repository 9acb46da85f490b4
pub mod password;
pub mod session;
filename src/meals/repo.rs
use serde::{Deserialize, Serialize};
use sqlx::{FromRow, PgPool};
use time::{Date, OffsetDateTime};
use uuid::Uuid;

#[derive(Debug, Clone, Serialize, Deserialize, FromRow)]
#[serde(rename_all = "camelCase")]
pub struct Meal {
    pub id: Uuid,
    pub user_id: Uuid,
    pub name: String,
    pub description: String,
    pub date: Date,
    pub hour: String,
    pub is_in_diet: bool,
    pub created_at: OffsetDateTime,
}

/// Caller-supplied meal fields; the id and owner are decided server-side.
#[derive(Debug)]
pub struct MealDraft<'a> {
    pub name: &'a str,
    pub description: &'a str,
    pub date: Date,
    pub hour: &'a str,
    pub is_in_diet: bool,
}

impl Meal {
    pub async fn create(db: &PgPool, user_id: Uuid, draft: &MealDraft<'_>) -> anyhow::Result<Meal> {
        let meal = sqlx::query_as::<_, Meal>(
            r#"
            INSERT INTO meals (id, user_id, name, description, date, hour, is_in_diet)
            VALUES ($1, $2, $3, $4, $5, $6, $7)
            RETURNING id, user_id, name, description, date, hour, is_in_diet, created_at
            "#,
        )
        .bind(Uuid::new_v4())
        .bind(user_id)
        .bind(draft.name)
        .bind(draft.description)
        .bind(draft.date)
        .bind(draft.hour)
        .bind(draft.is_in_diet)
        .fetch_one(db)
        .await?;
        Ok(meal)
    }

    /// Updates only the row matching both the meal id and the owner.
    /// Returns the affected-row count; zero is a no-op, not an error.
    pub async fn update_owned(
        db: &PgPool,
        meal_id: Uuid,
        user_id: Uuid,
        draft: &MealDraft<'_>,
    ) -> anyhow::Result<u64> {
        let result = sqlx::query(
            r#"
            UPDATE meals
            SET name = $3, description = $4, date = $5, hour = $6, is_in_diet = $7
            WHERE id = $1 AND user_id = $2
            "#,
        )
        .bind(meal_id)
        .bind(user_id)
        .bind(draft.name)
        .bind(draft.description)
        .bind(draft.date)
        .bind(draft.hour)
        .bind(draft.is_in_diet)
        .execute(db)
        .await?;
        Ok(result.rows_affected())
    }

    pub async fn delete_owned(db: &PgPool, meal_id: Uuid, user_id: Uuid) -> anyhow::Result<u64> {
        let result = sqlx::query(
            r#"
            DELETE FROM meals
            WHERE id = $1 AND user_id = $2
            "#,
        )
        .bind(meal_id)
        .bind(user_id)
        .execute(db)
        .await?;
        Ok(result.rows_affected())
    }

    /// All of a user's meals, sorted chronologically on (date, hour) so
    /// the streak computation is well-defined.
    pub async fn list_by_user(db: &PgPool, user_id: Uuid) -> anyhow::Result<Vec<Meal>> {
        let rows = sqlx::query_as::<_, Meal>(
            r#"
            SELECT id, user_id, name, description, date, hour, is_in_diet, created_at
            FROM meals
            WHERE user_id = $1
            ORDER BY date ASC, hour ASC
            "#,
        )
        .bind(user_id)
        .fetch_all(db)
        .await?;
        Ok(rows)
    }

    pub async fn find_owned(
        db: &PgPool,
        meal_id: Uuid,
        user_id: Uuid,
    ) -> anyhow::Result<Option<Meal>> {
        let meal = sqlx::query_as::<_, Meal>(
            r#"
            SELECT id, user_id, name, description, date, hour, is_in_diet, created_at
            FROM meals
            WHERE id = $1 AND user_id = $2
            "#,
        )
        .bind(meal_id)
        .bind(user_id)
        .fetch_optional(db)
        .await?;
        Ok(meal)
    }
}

◆ ◆ ◆ ◆ ◆ ◆ ◆

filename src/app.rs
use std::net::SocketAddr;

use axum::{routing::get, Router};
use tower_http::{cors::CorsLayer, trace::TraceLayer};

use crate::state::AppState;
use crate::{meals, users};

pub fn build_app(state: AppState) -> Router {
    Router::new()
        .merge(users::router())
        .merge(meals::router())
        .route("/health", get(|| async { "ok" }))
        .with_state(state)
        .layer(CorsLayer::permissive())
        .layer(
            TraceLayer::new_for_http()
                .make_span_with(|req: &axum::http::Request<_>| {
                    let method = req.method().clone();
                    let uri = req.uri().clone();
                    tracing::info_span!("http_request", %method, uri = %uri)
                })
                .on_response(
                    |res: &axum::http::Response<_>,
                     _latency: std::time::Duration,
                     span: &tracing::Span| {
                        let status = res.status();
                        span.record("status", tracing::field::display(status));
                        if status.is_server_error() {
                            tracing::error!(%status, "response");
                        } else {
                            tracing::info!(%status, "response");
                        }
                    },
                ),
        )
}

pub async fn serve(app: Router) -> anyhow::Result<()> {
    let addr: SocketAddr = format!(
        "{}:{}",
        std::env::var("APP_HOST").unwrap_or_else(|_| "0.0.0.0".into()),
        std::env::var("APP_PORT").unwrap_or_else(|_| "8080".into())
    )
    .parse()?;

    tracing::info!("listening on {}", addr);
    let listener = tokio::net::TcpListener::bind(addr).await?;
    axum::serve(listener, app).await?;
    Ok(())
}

◆ ◆ ◆ ◆ ◆ ◆ ◆

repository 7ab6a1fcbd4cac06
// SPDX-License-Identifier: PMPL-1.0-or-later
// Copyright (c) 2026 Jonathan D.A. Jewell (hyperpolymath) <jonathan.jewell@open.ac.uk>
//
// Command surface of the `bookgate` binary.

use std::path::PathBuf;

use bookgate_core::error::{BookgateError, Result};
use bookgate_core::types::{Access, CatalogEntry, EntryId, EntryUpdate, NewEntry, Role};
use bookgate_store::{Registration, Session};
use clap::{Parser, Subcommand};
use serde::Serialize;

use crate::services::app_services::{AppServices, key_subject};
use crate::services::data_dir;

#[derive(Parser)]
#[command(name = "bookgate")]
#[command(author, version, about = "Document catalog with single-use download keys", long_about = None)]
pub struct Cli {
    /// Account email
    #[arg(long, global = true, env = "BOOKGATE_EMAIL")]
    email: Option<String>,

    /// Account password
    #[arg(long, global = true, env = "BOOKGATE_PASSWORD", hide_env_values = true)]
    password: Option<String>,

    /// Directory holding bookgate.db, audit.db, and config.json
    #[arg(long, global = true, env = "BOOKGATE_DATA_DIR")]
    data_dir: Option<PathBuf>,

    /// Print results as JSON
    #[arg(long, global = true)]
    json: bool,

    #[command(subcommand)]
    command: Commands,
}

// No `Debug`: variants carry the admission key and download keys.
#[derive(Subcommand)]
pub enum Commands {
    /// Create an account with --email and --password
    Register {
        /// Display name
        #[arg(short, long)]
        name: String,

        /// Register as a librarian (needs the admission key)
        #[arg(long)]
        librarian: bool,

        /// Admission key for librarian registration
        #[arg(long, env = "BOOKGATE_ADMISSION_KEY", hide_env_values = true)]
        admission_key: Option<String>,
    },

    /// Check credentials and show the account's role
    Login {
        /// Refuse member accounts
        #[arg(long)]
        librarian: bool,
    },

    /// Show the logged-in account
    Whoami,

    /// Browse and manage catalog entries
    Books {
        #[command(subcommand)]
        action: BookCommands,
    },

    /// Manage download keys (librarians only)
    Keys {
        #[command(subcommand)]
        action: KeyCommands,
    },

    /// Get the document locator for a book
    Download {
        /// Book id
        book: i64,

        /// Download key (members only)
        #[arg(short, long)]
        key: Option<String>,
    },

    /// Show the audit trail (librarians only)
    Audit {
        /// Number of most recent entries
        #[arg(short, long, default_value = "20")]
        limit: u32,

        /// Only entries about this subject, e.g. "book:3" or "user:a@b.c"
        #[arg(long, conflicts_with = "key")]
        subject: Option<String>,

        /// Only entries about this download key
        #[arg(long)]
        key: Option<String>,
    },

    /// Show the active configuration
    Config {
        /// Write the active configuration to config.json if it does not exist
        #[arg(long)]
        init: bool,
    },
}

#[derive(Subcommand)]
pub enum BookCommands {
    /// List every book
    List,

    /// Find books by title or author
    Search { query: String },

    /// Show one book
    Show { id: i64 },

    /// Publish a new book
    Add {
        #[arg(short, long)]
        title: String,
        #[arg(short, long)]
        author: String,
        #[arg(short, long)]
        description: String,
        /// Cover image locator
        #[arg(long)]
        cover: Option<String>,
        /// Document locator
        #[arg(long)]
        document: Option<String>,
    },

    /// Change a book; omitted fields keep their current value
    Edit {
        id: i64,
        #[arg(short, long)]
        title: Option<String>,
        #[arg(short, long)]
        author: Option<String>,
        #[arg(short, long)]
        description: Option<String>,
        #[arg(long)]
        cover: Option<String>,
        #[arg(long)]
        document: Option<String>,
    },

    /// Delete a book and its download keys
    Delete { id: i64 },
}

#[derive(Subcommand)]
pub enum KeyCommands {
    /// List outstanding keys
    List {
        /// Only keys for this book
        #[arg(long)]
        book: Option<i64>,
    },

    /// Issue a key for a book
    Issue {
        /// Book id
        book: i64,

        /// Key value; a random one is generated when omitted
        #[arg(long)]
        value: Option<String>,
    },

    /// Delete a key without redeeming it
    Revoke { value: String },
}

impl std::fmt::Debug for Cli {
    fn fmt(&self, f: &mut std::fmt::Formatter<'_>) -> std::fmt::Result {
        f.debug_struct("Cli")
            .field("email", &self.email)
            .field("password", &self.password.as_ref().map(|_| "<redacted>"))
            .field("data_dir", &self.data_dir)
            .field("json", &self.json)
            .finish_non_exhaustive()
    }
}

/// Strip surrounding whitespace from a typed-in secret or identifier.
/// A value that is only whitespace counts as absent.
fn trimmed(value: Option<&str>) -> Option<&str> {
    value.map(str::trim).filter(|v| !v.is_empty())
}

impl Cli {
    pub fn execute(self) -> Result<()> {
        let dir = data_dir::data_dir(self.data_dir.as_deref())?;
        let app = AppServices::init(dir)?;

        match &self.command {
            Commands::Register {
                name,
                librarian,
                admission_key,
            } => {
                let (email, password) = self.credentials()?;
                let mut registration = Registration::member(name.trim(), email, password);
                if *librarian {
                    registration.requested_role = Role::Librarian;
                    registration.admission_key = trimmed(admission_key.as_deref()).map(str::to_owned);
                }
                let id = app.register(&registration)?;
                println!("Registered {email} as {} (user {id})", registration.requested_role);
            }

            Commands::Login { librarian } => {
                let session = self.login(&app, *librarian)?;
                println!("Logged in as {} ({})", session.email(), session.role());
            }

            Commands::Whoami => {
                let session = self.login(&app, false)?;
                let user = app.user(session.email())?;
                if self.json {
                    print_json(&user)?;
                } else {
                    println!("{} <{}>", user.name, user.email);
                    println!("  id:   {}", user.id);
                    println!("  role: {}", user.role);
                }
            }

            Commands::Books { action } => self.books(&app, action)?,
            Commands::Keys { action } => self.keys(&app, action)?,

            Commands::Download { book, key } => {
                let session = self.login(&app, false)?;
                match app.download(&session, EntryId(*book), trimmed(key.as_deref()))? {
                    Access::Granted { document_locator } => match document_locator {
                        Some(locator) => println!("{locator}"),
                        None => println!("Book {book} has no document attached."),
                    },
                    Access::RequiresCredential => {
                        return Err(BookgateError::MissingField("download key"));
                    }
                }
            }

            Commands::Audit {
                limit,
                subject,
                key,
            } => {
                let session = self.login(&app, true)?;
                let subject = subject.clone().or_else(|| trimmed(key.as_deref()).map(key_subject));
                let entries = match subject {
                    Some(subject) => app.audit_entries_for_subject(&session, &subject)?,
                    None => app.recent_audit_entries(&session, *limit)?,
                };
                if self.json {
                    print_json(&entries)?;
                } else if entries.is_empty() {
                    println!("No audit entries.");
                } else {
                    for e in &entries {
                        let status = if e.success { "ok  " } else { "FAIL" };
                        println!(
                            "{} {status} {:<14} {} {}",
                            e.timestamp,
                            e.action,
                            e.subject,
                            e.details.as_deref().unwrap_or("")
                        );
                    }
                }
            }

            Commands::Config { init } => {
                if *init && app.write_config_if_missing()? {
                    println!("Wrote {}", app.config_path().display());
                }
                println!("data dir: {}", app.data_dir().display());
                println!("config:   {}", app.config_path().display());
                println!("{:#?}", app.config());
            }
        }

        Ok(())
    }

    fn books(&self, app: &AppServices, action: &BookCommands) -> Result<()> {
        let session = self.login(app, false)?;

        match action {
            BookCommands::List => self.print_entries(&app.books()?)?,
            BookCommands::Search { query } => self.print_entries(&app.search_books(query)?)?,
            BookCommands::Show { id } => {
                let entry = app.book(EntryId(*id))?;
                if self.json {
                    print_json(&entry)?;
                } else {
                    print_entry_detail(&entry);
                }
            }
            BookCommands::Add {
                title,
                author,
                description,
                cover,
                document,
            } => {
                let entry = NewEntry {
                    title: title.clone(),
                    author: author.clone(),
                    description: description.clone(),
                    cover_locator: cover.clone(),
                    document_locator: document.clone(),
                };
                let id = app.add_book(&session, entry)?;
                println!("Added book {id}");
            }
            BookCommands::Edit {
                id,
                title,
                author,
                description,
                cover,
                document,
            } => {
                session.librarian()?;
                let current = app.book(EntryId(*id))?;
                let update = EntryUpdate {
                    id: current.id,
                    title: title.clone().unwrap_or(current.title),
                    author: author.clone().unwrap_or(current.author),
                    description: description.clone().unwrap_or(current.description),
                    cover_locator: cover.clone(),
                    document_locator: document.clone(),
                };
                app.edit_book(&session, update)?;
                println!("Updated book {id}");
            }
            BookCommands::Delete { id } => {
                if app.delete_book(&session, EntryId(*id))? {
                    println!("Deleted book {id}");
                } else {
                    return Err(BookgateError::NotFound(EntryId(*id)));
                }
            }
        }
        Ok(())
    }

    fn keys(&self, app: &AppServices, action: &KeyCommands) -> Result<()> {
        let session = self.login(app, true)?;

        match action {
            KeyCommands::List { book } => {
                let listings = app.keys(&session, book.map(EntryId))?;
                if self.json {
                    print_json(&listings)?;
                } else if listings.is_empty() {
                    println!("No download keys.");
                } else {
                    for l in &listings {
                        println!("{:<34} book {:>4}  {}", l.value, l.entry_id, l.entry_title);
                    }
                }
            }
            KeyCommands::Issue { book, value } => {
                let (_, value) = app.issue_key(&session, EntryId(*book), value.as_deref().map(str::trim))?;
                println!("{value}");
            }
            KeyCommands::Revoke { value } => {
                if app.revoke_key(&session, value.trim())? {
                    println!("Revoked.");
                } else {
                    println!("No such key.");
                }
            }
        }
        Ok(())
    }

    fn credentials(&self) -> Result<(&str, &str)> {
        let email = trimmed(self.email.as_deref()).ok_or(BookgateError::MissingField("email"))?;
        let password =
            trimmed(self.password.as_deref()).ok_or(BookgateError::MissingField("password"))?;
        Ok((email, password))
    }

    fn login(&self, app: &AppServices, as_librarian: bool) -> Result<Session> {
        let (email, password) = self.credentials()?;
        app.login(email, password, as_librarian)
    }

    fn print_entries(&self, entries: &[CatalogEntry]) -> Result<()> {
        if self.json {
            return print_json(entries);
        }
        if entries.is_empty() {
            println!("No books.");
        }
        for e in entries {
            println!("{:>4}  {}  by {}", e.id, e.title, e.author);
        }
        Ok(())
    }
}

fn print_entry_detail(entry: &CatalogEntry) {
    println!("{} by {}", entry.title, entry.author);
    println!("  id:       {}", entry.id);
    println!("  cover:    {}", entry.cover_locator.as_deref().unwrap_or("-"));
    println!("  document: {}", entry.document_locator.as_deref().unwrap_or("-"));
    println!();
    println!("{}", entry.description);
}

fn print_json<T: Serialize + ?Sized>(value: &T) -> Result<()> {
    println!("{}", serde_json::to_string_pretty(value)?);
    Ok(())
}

◆ ◆ ◆ ◆ ◆ ◆ ◆

**Problem statement:**
Print exactly the lines above, between the one holding "repository 9acb46da85f490b4" and the one holding "pub name: &'a", inclusive, and nothing besides.

**Task response:**
repository 9acb46da85f490b4
pub mod password;
pub mod session;
filename src/meals/repo.rs
use serde::{Deserialize, Serialize};
use sqlx::{FromRow, PgPool};
use time::{Date, OffsetDateTime};
use uuid::Uuid;

#[derive(Debug, Clone, Serialize, Deserialize, FromRow)]
#[serde(rename_all = "camelCase")]
pub struct Meal {
    pub id: Uuid,
    pub user_id: Uuid,
    pub name: String,
    pub description: String,
    pub date: Date,
    pub hour: String,
    pub is_in_diet: bool,
    pub created_at: OffsetDateTime,
}

/// Caller-supplied meal fields; the id and owner are decided server-side.
#[derive(Debug)]
pub struct MealDraft<'a> {
    pub name: &'a str,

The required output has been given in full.